Un écrivain est toujours politique, toute littérature est politique. Il ne s'agit pas seulement du sujet traité, mais de la façon dont le récit intègre ou pas, donne une vue étroite ou large. Qui parle ? Qui s'exprime ? Qui est un sujet, un objet ? Combien y a-t-il de registres ? Tout ça est politique. C'est vrai que j'accorde de plus en plus d'importance à la construction. Qu'est-ce que je veux rendre visible ? Il ne faut pas se planter. Mon dernier éblouissement en date est Lucia Berlin, que je viens de découvrir, dans une sorte d'auto-fiction en nouvelles. Rien n'est plus éloigné de la politique, mais rien n'est plus amoureux de l'humanité défaillante, rien n'est plus éloigné de l'idée de mettre au pas, venger, punir. Une littérature qui se voudrait émancipatrice commencerait par faire entrer tout le monde dans ses personnages, à multiplier les points de vue. Est-ce que ça doit être conscient ? Nous avons besoin de récits. Dans un récit sommaire, le méchant est à exécuter, le lecteur est tenté par ce que j'appellerais le syndrome Dexter : on peut être sadique avec les sadiques. On peut haïr et souhaiter détruire, quoi de plus simple, de plus gratifiant ? C'est un récit de défoulement qui ne pousse pas trop à s'interroger, un peu comme certaines opinions. Mais il y a des livres-talisman, qu'on garde parce qu'ils nous aident à lire le monde. La littérature a aussi cette fonction, nous faire rencontrer plus de gens que nous pourrions en rencontrer dans une simple vie, et nous laisser immensément plus de choix... politique.
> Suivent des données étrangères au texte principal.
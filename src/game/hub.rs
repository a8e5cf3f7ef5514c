//! Shared handle that serializes every game transition.
//!
//! The controller sits behind one async mutex. Each transition's dispatch is pushed into the
//! gateway before the lock is released, so every connection sees messages in mutation order.

use std::sync::Arc;

use chrono::Utc;
use tokio::sync::Mutex;

use super::controller::{Dispatch, Outbound, SessionController};
use super::movement::MovementFlags;
use super::{ConnectionId, GameError};
use crate::gateway::{BroadcastGateway, WsTx};

/// Point-in-time view of the session for health reporting.
#[derive(Debug, Clone, Copy, PartialEq, Eq)]
pub struct HubStatus {
    pub players: usize,
    pub generation: u64,
}

#[derive(Debug, Clone)]
pub struct GameHub {
    controller: Arc<Mutex<SessionController>>,
    gateway: BroadcastGateway,
}

impl GameHub {
    #[must_use]
    pub fn new(controller: SessionController, gateway: BroadcastGateway) -> Self {
        Self {
            controller: Arc::new(Mutex::new(controller)),
            gateway,
        }
    }

    #[must_use]
    pub const fn gateway(&self) -> &BroadcastGateway {
        &self.gateway
    }

    /// Register a new connection and push its initial state.
    ///
    /// # Errors
    ///
    /// Returns [`GameError::IdentitiesExhausted`] if no identity is left to hand out.
    pub async fn connect(&self, tx: WsTx) -> Result<ConnectionId, GameError> {
        let mut controller = self.controller.lock().await;
        let (id, dispatch) = controller.on_player_connect()?;
        self.gateway.register(id, tx);
        self.deliver(dispatch);
        Ok(id)
    }

    pub async fn disconnect(&self, id: ConnectionId) {
        let mut controller = self.controller.lock().await;
        self.gateway.unregister(id);
        let dispatch = controller.on_player_disconnect(id);
        self.deliver(dispatch);
    }

    pub async fn movement(&self, id: ConnectionId, flags: MovementFlags) {
        let mut controller = self.controller.lock().await;
        match controller.on_movement(id, flags, Utc::now()) {
            Ok(dispatch) => self.deliver(dispatch),
            Err(GameError::UnknownPlayer(id)) => {
                tracing::debug!(player = %id, "Ignoring movement from unregistered player");
            }
            Err(err) => tracing::warn!("Movement failed: {err}"),
        }
    }

    pub async fn status(&self) -> HubStatus {
        let controller = self.controller.lock().await;
        HubStatus {
            players: controller.registry().len(),
            generation: controller.round().generation,
        }
    }

    fn deliver(&self, dispatch: Dispatch) {
        for outbound in dispatch {
            let (target, message) = match outbound {
                Outbound::To(id, message) => (Some(id), message),
                Outbound::All(message) => (None, message),
            };
            let text = match serde_json::to_string(&message) {
                Ok(text) => text,
                Err(err) => {
                    tracing::error!(kind = message.kind(), "Failed to encode message: {err}");
                    continue;
                }
            };
            match target {
                Some(id) => self.gateway.send_to(id, &text),
                None => self.gateway.broadcast_all(&text),
            }
        }
    }
}
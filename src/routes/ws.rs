use axum::Router;
use axum::extract::ws::{Message, WebSocket};
use axum::extract::{State, WebSocketUpgrade};
use axum::response::Response;
use axum::routing::get;
use futures_util::{SinkExt, StreamExt};

use crate::game::GameHub;
use crate::protocol::ClientMessage;
use crate::state::AppState;

/// Build the game channel route: `GET /ws`.
pub fn router() -> Router<AppState> {
    Router::new().route("/ws", get(ws_upgrade))
}

/// `GET /ws`: Upgrade to the game `WebSocket`.
async fn ws_upgrade(State(state): State<AppState>, ws: WebSocketUpgrade) -> Response {
    let hub = state.hub.clone();
    ws.on_upgrade(move |socket| handle_ws_connection(hub, socket))
}

/// Drive one player's connection from join to disconnect.
async fn handle_ws_connection(hub: GameHub, socket: WebSocket) {
    let (mut ws_sink, mut ws_stream) = socket.split();
    let (tx, mut rx) = tokio::sync::mpsc::unbounded_channel::<String>();

    // Registration queues the initial dungeon, identity and registry frames on `tx`
    let id = match hub.connect(tx).await {
        Ok(id) => id,
        Err(err) => {
            tracing::error!("Refusing connection: {err}");
            let _ = ws_sink.send(Message::Close(None)).await;
            return;
        }
    };

    // Spawn task to forward outbound messages to the WebSocket
    let send_task = tokio::spawn(async move {
        while let Some(msg) = rx.recv().await {
            if ws_sink.send(Message::Text(msg.into())).await.is_err() {
                break;
            }
        }
    });

    // Process inbound messages
    while let Some(Ok(msg)) = ws_stream.next().await {
        match msg {
            Message::Text(text) => match ClientMessage::parse(&text) {
                Some(ClientMessage::Movement(flags)) => hub.movement(id, flags).await,
                None => tracing::debug!(player = %id, "Ignoring malformed frame"),
            },
            Message::Close(_) => break,
            _ => {}
        }
    }

    // Cleanup on disconnect
    hub.disconnect(id).await;
    send_task.abort();
}
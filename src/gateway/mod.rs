//! In-memory connection table for `WebSocket` fan-out.
//!
//! Each connection owns an unbounded outbound queue drained by its own writer task, so a send
//! never waits on a slow socket.

use std::sync::Arc;

use dashmap::DashMap;
use tokio::sync::mpsc;

use crate::game::ConnectionId;

/// A message destined for a specific `WebSocket` client.
pub type WsTx = mpsc::UnboundedSender<String>;

/// Tracks every live connection by identity.
#[derive(Debug, Clone, Default)]
pub struct BroadcastGateway {
    connections: Arc<DashMap<ConnectionId, WsTx>>,
}

impl BroadcastGateway {
    /// Create a new empty gateway.
    #[must_use]
    pub fn new() -> Self {
        Self {
            connections: Arc::new(DashMap::new()),
        }
    }

    /// Register a connection's outbound queue.
    pub fn register(&self, id: ConnectionId, tx: WsTx) {
        self.connections.insert(id, tx);
    }

    /// Forget a connection. Unknown identities are ignored.
    pub fn unregister(&self, id: ConnectionId) {
        self.connections.remove(&id);
    }

    /// Send a message to one connection.
    pub fn send_to(&self, id: ConnectionId, message: &str) {
        if let Some(tx) = self.connections.get(&id)
            && tx.send(message.to_string()).is_err()
        {
            tracing::debug!(connection = %id, "Outbound queue closed");
        }
    }

    /// Send a message to every connection.
    pub fn broadcast_all(&self, message: &str) {
        for entry in self.connections.iter() {
            if entry.value().send(message.to_string()).is_err() {
                tracing::debug!(connection = %entry.key(), "Outbound queue closed");
            }
        }
    }

    /// Check if a specific connection is registered.
    #[must_use]
    pub fn is_connected(&self, id: ConnectionId) -> bool {
        self.connections.contains_key(&id)
    }

    #[must_use]
    pub fn connection_count(&self) -> usize {
        self.connections.len()
    }
}
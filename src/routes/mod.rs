mod health;
mod rounds;
mod ws;

use axum::Router;

use crate::state::AppState;

/// Build the complete application router.
///
/// Structure:
/// - `GET /ws`: game `WebSocket`
/// - `GET /health`: liveness and session summary
/// - `GET /api/v1/rounds`: completed round history (requires a database)
pub fn router() -> Router<AppState> {
    let api_v1 = Router::new().merge(rounds::router());

    Router::new()
        .merge(health::router())
        .merge(ws::router())
        .nest("/api/v1", api_v1)
}
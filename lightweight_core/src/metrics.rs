//! Derived statistics over the set log.
//!
//! Everything here is a pure function of a slice of sets. Nothing computed in
//! this module is ever persisted; callers recompute after each mutation.
//!
//! - Estimated one-rep max (Epley)
//! - Chronological ordering, last set and best set per exercise
//! - 1RM series for sparklines and trend charts
//! - Weekly set counts

use crate::types::{ExerciseKey, WorkoutSet, DATE_FORMAT};
use chrono::{Datelike, Duration, NaiveDate};
use std::cmp::Ordering;

/// Points shown in an exercise-list sparkline
pub const SPARKLINE_POINTS: usize = 18;

/// Points shown in a detail or charts-screen trend
pub const TREND_POINTS: usize = 30;

/// Epley estimate: `weight * (1 + reps / 30)`.
///
/// Returns 0 when either input is not positive. 0 means "unknown" and must
/// never be plotted or treated as a real max.
pub fn estimated_one_rep_max(weight: f64, reps: u32) -> f64 {
    if !weight.is_finite() || weight <= 0.0 || reps == 0 {
        return 0.0;
    }
    weight * (1.0 + f64::from(reps) / 30.0)
}

/// Sets belonging to `exercise` by identity, in storage order
pub fn sets_for<'a>(sets: &'a [WorkoutSet], exercise: &str) -> Vec<&'a WorkoutSet> {
    let key = ExerciseKey::new(exercise);
    sets.iter().filter(|s| key.matches(&s.exercise)).collect()
}

/// Date ascending, then `createdAt` ascending for the same day.
///
/// ISO dates compare correctly as strings.
pub fn chronological(a: &WorkoutSet, b: &WorkoutSet) -> Ordering {
    a.date
        .cmp(&b.date)
        .then_with(|| a.created_at.cmp(&b.created_at))
}

/// Oldest first. Full ties keep storage order.
pub fn chronological_order<'a>(mut sets: Vec<&'a WorkoutSet>) -> Vec<&'a WorkoutSet> {
    sets.sort_by(|a, b| chronological(a, b));
    sets
}

/// Most recent first. Full ties keep storage order.
pub fn reverse_chronological_order<'a>(mut sets: Vec<&'a WorkoutSet>) -> Vec<&'a WorkoutSet> {
    sets.sort_by(|a, b| chronological(b, a));
    sets
}

/// Most recent set for `exercise`
pub fn last_set<'a>(sets: &'a [WorkoutSet], exercise: &str) -> Option<&'a WorkoutSet> {
    chronological_order(sets_for(sets, exercise)).pop()
}

/// The heaviest set by estimated 1RM
#[derive(Clone, Copy, Debug, PartialEq)]
pub struct BestSet<'a> {
    pub set: &'a WorkoutSet,
    /// `None` when no set of the exercise has a usable 1RM
    pub value: Option<f64>,
}

/// Best set for `exercise` by estimated 1RM.
///
/// Ties go to the set stored first. A 1RM of 0 never beats a real value; if
/// every set is unknown, the first stored set is reported with no value.
pub fn best_set<'a>(sets: &'a [WorkoutSet], exercise: &str) -> Option<BestSet<'a>> {
    let mut best: Option<(&WorkoutSet, f64)> = None;

    for set in sets_for(sets, exercise) {
        let value = set.one_rep_max();
        match best {
            Some((_, current)) if value <= current => {}
            _ => best = Some((set, value)),
        }
    }

    best.map(|(set, value)| BestSet {
        set,
        value: (value > 0.0).then_some(value),
    })
}

/// Estimated 1RM over time, oldest first.
///
/// Sets without a usable 1RM are dropped (not interpolated), then only the
/// last `max_points` values are kept.
pub fn series(sets: &[WorkoutSet], exercise: &str, max_points: usize) -> Vec<f64> {
    let values: Vec<f64> = chronological_order(sets_for(sets, exercise))
        .into_iter()
        .map(WorkoutSet::one_rep_max)
        .filter(|v| *v > 0.0)
        .collect();

    let skip = values.len().saturating_sub(max_points);
    values.into_iter().skip(skip).collect()
}

/// What a series is good for when charting
#[derive(Clone, Debug, PartialEq)]
pub enum Trend {
    NoData,
    /// One point: something to show, but not a trend
    SinglePoint(f64),
    Series(Vec<f64>),
}

impl Trend {
    pub fn from_series(values: Vec<f64>) -> Self {
        match values.as_slice() {
            [] => Trend::NoData,
            [only] => Trend::SinglePoint(*only),
            _ => Trend::Series(values),
        }
    }

    /// At least two points
    pub fn is_chartable(&self) -> bool {
        matches!(self, Trend::Series(_))
    }

    pub fn latest(&self) -> Option<f64> {
        match self {
            Trend::NoData => None,
            Trend::SinglePoint(v) => Some(*v),
            Trend::Series(values) => values.last().copied(),
        }
    }
}

/// Monday of the week containing `date`
pub fn start_of_week(date: NaiveDate) -> NaiveDate {
    date - Duration::days(i64::from(date.weekday().num_days_from_monday()))
}

/// Sets dated on or after the Monday of `reference`'s week
pub fn weekly_count(sets: &[WorkoutSet], reference: NaiveDate) -> usize {
    let week_start = start_of_week(reference).format(DATE_FORMAT).to_string();
    sets.iter().filter(|s| s.date >= week_start).count()
}

/// Most recently logged sets, newest first, by storage order
pub fn recent(sets: &[WorkoutSet], limit: usize) -> Vec<&WorkoutSet> {
    sets.iter().rev().take(limit).collect()
}

/// History of one exercise, most recent first
pub fn history<'a>(sets: &'a [WorkoutSet], exercise: &str, limit: usize) -> Vec<&'a WorkoutSet> {
    let mut ordered = reverse_chronological_order(sets_for(sets, exercise));
    ordered.truncate(limit);
    ordered
}

/// One row of the exercise list
#[derive(Clone, Debug, PartialEq)]
pub struct ExerciseSummary<'a> {
    pub name: String,
    pub last: Option<&'a WorkoutSet>,
    pub best: Option<BestSet<'a>>,
    pub sparkline: Vec<f64>,
}

/// Summary row with a sparkline of at most `sparkline_points` values
pub fn summarize<'a>(
    sets: &'a [WorkoutSet],
    exercise: &str,
    sparkline_points: usize,
) -> ExerciseSummary<'a> {
    ExerciseSummary {
        name: exercise.to_string(),
        last: last_set(sets, exercise),
        best: best_set(sets, exercise),
        sparkline: series(sets, exercise, sparkline_points),
    }
}
#![forbid(unsafe_code)]

//! Core domain model and business logic for LightWeight, a workout log.
//!
//! This crate provides:
//! - Domain types (sets, exercise identity)
//! - The set log and the exercise list
//! - Derived statistics (estimated 1RM, best/last set, trends, weekly counts)
//! - Exercise rename and delisting
//! - Persistence, backup import/export and configuration

pub mod types;
pub mod error;
pub mod clock;
pub mod store;
pub mod catalog;
pub mod metrics;
pub mod rename;
pub mod persist;
pub mod backup;
pub mod logbook;
pub mod config;
pub mod logging;

// Re-export commonly used types
pub use error::{Error, Result};
pub use types::*;
pub use clock::{Clock, FixedClock, SystemClock};
pub use store::SetStore;
pub use catalog::ExerciseCatalog;
pub use metrics::{BestSet, ExerciseSummary, Trend};
pub use rename::{RenameAction, RenameOutcome};
pub use persist::{JsonFileBackend, MemoryBackend, Persistence};
pub use backup::BackupDocument;
pub use logbook::{ImportReport, Logbook};
pub use config::Config;
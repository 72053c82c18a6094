//! Backup export and import.
//!
//! Exports are a versioned JSON envelope; older app versions wrote version 1
//! envelopes or a bare array of sets, and both are still accepted on import.
//! The set log can also be exported as CSV for spreadsheets.

use crate::store::sets_from_json;
use crate::{Error, Result, WorkoutSet};
use chrono::{DateTime, NaiveDate, Utc};
use serde::Serialize;
use serde_json::Value;
use std::io::Write;

/// Envelope version written by this release
pub const EXPORT_VERSION: u32 = 2;

/// Full backup document
#[derive(Clone, Debug, Serialize)]
#[serde(rename_all = "camelCase")]
pub struct BackupDocument {
    pub version: u32,
    pub exported_at: Option<DateTime<Utc>>,
    pub sets: Vec<WorkoutSet>,
    pub exercises: Vec<String>,
}

impl BackupDocument {
    pub fn new(sets: Vec<WorkoutSet>, exercises: Vec<String>, exported_at: DateTime<Utc>) -> Self {
        Self {
            version: EXPORT_VERSION,
            exported_at: Some(exported_at),
            sets,
            exercises,
        }
    }

    pub fn to_json_pretty(&self) -> Result<String> {
        Ok(serde_json::to_string_pretty(self)?)
    }
}

/// Suggested file name for a backup taken on `date`
pub fn backup_file_name(date: NaiveDate) -> String {
    format!("lightweight-backup-{}.json", date.format("%Y-%m-%d"))
}

/// Decoded import payload
#[derive(Clone, Debug, PartialEq)]
pub struct ImportPayload {
    pub sets: Vec<WorkoutSet>,
    /// `Some` only when the envelope carried an exercise list
    pub exercises: Option<Vec<String>>,
}

/// Parse an import document.
///
/// Accepts `{ "version": 1|2, "sets": [...], "exercises": [...] }` or a bare
/// array of sets. Fails with `Error::Format` if no array of set records can be
/// found; nothing is applied in that case.
pub fn parse_import(text: &str) -> Result<ImportPayload> {
    let parsed: Value =
        serde_json::from_str(text).map_err(|e| Error::Format(format!("not valid JSON: {}", e)))?;

    let (sets_value, exercises_value) = match &parsed {
        Value::Array(_) => (&parsed, None),
        Value::Object(map) => {
            if let Some(version) = map.get("version") {
                tracing::debug!("Importing backup version {}", version);
            }
            let sets = map
                .get("sets")
                .ok_or_else(|| Error::Format("missing 'sets'".into()))?;
            (sets, map.get("exercises"))
        }
        _ => return Err(Error::Format("expected an object or an array".into())),
    };

    let sets = sets_from_json(sets_value)?;

    let exercises = match exercises_value {
        Some(Value::Array(items)) => Some(
            items
                .iter()
                .filter_map(|item| match item {
                    Value::String(name) => Some(name.clone()),
                    other => {
                        tracing::warn!("Ignoring non-text exercise entry {}", other);
                        None
                    }
                })
                .collect(),
        ),
        _ => None,
    };

    Ok(ImportPayload { sets, exercises })
}

/// A row in the CSV export
#[derive(Debug, Serialize)]
#[serde(rename_all = "camelCase")]
struct CsvRow<'a> {
    id: &'a str,
    exercise: &'a str,
    date: &'a str,
    weight: f64,
    reps: u32,
    created_at: i64,
    notes: &'a str,
}

impl<'a> From<&'a WorkoutSet> for CsvRow<'a> {
    fn from(set: &'a WorkoutSet) -> Self {
        CsvRow {
            id: &set.id,
            exercise: &set.exercise,
            date: &set.date,
            weight: set.weight,
            reps: set.reps,
            created_at: set.created_at,
            notes: set.notes.as_deref().unwrap_or(""),
        }
    }
}

/// Write the set log as CSV with a header row. Returns the number of rows.
pub fn write_csv<W: Write>(sets: &[WorkoutSet], writer: W) -> Result<usize> {
    let mut writer = csv::WriterBuilder::new()
        .has_headers(true)
        .from_writer(writer);

    for set in sets {
        writer.serialize(CsvRow::from(set))?;
    }
    writer.flush()?;

    tracing::info!("Wrote {} sets to CSV", sets.len());
    Ok(sets.len())
}
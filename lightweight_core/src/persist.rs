//! Persistence for the set log and the exercise list.
//!
//! The core only talks to a `Persistence` implementation. `JsonFileBackend`
//! keeps two JSON arrays on disk with file locking and atomic replacement;
//! `MemoryBackend` is an in-memory stand-in for tests.

use crate::{Error, Result, WorkoutSet};
use fs2::FileExt;
use serde::de::DeserializeOwned;
use serde::Serialize;
use serde_json::Value;
use std::fs::File;
use std::io::{Read, Write};
use std::path::{Path, PathBuf};
use tempfile::NamedTempFile;

/// File name of the set log inside the data directory
pub const SETS_FILE: &str = "sets.json";

/// File name of the exercise list inside the data directory
pub const EXERCISES_FILE: &str = "exercises.json";

/// Load/save hooks for persisted state
pub trait Persistence {
    fn load_sets(&self) -> Result<Vec<WorkoutSet>>;
    fn save_sets(&mut self, sets: &[WorkoutSet]) -> Result<()>;
    fn load_exercises(&self) -> Result<Vec<String>>;
    fn save_exercises(&mut self, exercises: &[String]) -> Result<()>;
}

/// JSON files in a data directory
#[derive(Clone, Debug)]
pub struct JsonFileBackend {
    sets_path: PathBuf,
    exercises_path: PathBuf,
}

impl JsonFileBackend {
    pub fn new(data_dir: impl AsRef<Path>) -> Self {
        let data_dir = data_dir.as_ref();
        Self {
            sets_path: data_dir.join(SETS_FILE),
            exercises_path: data_dir.join(EXERCISES_FILE),
        }
    }

    pub fn sets_path(&self) -> &Path {
        &self.sets_path
    }

    pub fn exercises_path(&self) -> &Path {
        &self.exercises_path
    }
}

impl Persistence for JsonFileBackend {
    fn load_sets(&self) -> Result<Vec<WorkoutSet>> {
        read_json_array(&self.sets_path)
    }

    fn save_sets(&mut self, sets: &[WorkoutSet]) -> Result<()> {
        write_json_atomic(&self.sets_path, sets)?;
        tracing::debug!("Saved {} sets to {:?}", sets.len(), self.sets_path);
        Ok(())
    }

    fn load_exercises(&self) -> Result<Vec<String>> {
        read_json_array(&self.exercises_path)
    }

    fn save_exercises(&mut self, exercises: &[String]) -> Result<()> {
        write_json_atomic(&self.exercises_path, exercises)?;
        tracing::debug!(
            "Saved {} exercises to {:?}",
            exercises.len(),
            self.exercises_path
        );
        Ok(())
    }
}

/// Read a JSON array with a shared lock.
///
/// A missing file reads as empty. A file that is not a JSON array is logged
/// and read as empty; individual elements that fail to decode are skipped.
fn read_json_array<T: DeserializeOwned>(path: &Path) -> Result<Vec<T>> {
    if !path.exists() {
        tracing::debug!("No file at {:?}, starting empty", path);
        return Ok(Vec::new());
    }

    let file = File::open(path)?;
    file.lock_shared()?;

    let mut contents = String::new();
    let read = std::io::BufReader::new(&file).read_to_string(&mut contents);
    file.unlock()?;
    read?;

    let items = match serde_json::from_str::<Value>(&contents) {
        Ok(Value::Array(items)) => items,
        Ok(Value::Null) => Vec::new(),
        Ok(_) => {
            tracing::warn!("{:?} does not hold a JSON array. Starting empty.", path);
            return Ok(Vec::new());
        }
        Err(e) => {
            tracing::warn!("Failed to parse {:?}: {}. Starting empty.", path, e);
            return Ok(Vec::new());
        }
    };

    let mut out = Vec::with_capacity(items.len());
    for (index, item) in items.into_iter().enumerate() {
        match serde_json::from_value::<T>(item) {
            Ok(value) => out.push(value),
            Err(e) => {
                tracing::warn!("Skipping entry {} in {:?}: {}", index + 1, path, e);
            }
        }
    }

    tracing::debug!("Read {} entries from {:?}", out.len(), path);
    Ok(out)
}

/// Write `value` as JSON by replacing `path` atomically.
///
/// 1. Write to a temp file in the same directory
/// 2. Sync it to disk
/// 3. Rename it over the original
fn write_json_atomic<T: Serialize + ?Sized>(path: &Path, value: &T) -> Result<()> {
    let parent = path
        .parent()
        .ok_or_else(|| Error::Other(format!("{:?} has no parent directory", path)))?;
    std::fs::create_dir_all(parent)?;

    let temp = NamedTempFile::new_in(parent)?;
    temp.as_file().lock_exclusive()?;

    {
        let mut writer = std::io::BufWriter::new(temp.as_file());
        serde_json::to_writer(&mut writer, value)?;
        writer.flush()?;
    }

    temp.as_file().sync_all()?;
    temp.as_file().unlock()?;

    temp.persist(path).map_err(|e| Error::Io(e.error))?;
    Ok(())
}

/// In-memory persistence for tests and previews
#[derive(Clone, Debug, Default)]
pub struct MemoryBackend {
    pub sets: Vec<WorkoutSet>,
    pub exercises: Vec<String>,
    /// Make every `save_sets` fail
    pub fail_set_saves: bool,
    /// Make every `save_exercises` fail
    pub fail_exercise_saves: bool,
    /// Number of successful saves of either kind
    pub saves: usize,
}

impl MemoryBackend {
    pub fn new() -> Self {
        Self::default()
    }

    pub fn with_data(sets: Vec<WorkoutSet>, exercises: Vec<String>) -> Self {
        Self {
            sets,
            exercises,
            ..Self::default()
        }
    }
}

impl Persistence for MemoryBackend {
    fn load_sets(&self) -> Result<Vec<WorkoutSet>> {
        Ok(self.sets.clone())
    }

    fn save_sets(&mut self, sets: &[WorkoutSet]) -> Result<()> {
        if self.fail_set_saves {
            return Err(Error::Other("set save failed".into()));
        }
        self.sets = sets.to_vec();
        self.saves += 1;
        Ok(())
    }

    fn load_exercises(&self) -> Result<Vec<String>> {
        Ok(self.exercises.clone())
    }

    fn save_exercises(&mut self, exercises: &[String]) -> Result<()> {
        if self.fail_exercise_saves {
            return Err(Error::Other("exercise save failed".into()));
        }
        self.exercises = exercises.to_vec();
        self.saves += 1;
        Ok(())
    }
}

#[cfg(test)]
mod tests {
    use super::*;
    use pretty_assertions::assert_eq;

    fn sample_set(exercise: &str) -> WorkoutSet {
        serde_json::from_value(serde_json::json!({
            "id": format!("id-{}", exercise),
            "exercise": exercise,
            "date": "2024-01-01",
            "weight": 100,
            "reps": 5,
            "createdAt": 1,
            "tempo": "3-1-1"
        }))
        .unwrap()
    }

    #[test]
    fn test_save_and_load_roundtrip() {
        let temp_dir = tempfile::tempdir().unwrap();
        let mut backend = JsonFileBackend::new(temp_dir.path());

        let sets = vec![sample_set("Bench"), sample_set("Squat")];
        backend.save_sets(&sets).unwrap();
        backend
            .save_exercises(&["Bench".to_string(), "Squat".to_string()])
            .unwrap();

        assert_eq!(backend.load_sets().unwrap(), sets);
        assert_eq!(backend.load_exercises().unwrap(), vec!["Bench", "Squat"]);
    }

    #[test]
    fn test_load_nonexistent_returns_empty() {
        let temp_dir = tempfile::tempdir().unwrap();
        let backend = JsonFileBackend::new(temp_dir.path().join("missing"));
        assert!(backend.load_sets().unwrap().is_empty());
        assert!(backend.load_exercises().unwrap().is_empty());
    }

    #[test]
    fn test_corrupted_file_returns_empty() {
        let temp_dir = tempfile::tempdir().unwrap();
        std::fs::write(temp_dir.path().join(SETS_FILE), "{ invalid json }").unwrap();
        std::fs::write(temp_dir.path().join(EXERCISES_FILE), r#"{"a": 1}"#).unwrap();

        let backend = JsonFileBackend::new(temp_dir.path());
        assert!(backend.load_sets().unwrap().is_empty());
        assert!(backend.load_exercises().unwrap().is_empty());
    }

    #[test]
    fn test_bad_entries_are_skipped() {
        let temp_dir = tempfile::tempdir().unwrap();
        std::fs::write(
            temp_dir.path().join(EXERCISES_FILE),
            r#"["Bench", 42, "Squat"]"#,
        )
        .unwrap();

        let backend = JsonFileBackend::new(temp_dir.path());
        assert_eq!(backend.load_exercises().unwrap(), vec!["Bench", "Squat"]);
    }

    #[test]
    fn test_sets_with_numeric_notes_reload() {
        let temp_dir = tempfile::tempdir().unwrap();
        std::fs::write(
            temp_dir.path().join(SETS_FILE),
            r#"[{"id":"1","exercise":"Row","date":"2024-01-02","weight":60,"reps":8,"createdAt":3,"notes":5}]"#,
        )
        .unwrap();

        let mut backend = JsonFileBackend::new(temp_dir.path());
        let sets = backend.load_sets().unwrap();
        assert_eq!(sets.len(), 1);
        assert_eq!(sets[0].notes.as_deref(), Some("5"));

        backend.save_sets(&sets).unwrap();
        assert_eq!(backend.load_sets().unwrap(), sets);
    }

    #[test]
    fn test_atomic_save_leaves_no_temp_files() {
        let temp_dir = tempfile::tempdir().unwrap();
        let mut backend = JsonFileBackend::new(temp_dir.path());
        backend.save_sets(&[sample_set("Row")]).unwrap();

        let extras: Vec<_> = std::fs::read_dir(temp_dir.path())
            .unwrap()
            .filter_map(|e| e.ok())
            .filter(|e| e.file_name() != SETS_FILE)
            .collect();
        assert!(extras.is_empty(), "unexpected files: {:?}", extras);
    }

    #[test]
    fn test_memory_backend_failures() {
        let mut backend = MemoryBackend::new();
        backend.fail_exercise_saves = true;
        assert!(backend.save_exercises(&["Bench".into()]).is_err());
        assert!(backend.save_sets(&[sample_set("Bench")]).is_ok());
        assert_eq!(backend.saves, 1);
    }
}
Malencontre a reçu le Grand prix jeunesse de la SGDL, après avoir été sélectionné pour le prix Pépites. Pour ton premier livre « jeunesse », qualification qui du reste a fait débat, c'était une surprise... Mais prix ô combien mérité car il s'attache à distinguer les qualités proprement littéraires et l'audace d'écriture, que Malencontre incarne parfaitement. Ce prix fut-il pour toi une surprise ? A-t-il modifié quoi que ce soit dans ton rapport à l'écriture ? Au lectorat ?

Pour une surprise oui c'était une surprise, car je suis une écrivaine très secondaire dans le paysage médiatique. J'étais vraiment stupéfaite. En même temps c'est rassurant, ça veut dire que même un petit roman d'un petit éditeur peut être remarqué. C'était une expérience de rencontrer cette vénérable institution, j'y suis d'ailleurs retournée cette année pour participer au jury jeunesse. Le lectorat m'a beaucoup émue, que ce soit celui rencontré aux Pépites ou lors du prix Tatoulu – [Malencontre a aussi reçu le Prix Tatou noir porté par l'association Tatoulu]. J'étais étonnée car lorsque j'écris, je ne pense pas, sincèrement, à mon lectorat. Bien sûr qu'écrire c'est offrir un bon gros pan de soi chaque fois, comme tous les boulots artistiques, c'est un peu une bouteille à la mer, mais au moment où je suis sur l'écriture, je ne pense qu'à l'écriture, et beaucoup plus à mes personnages qu'à ceux qui vont me lire.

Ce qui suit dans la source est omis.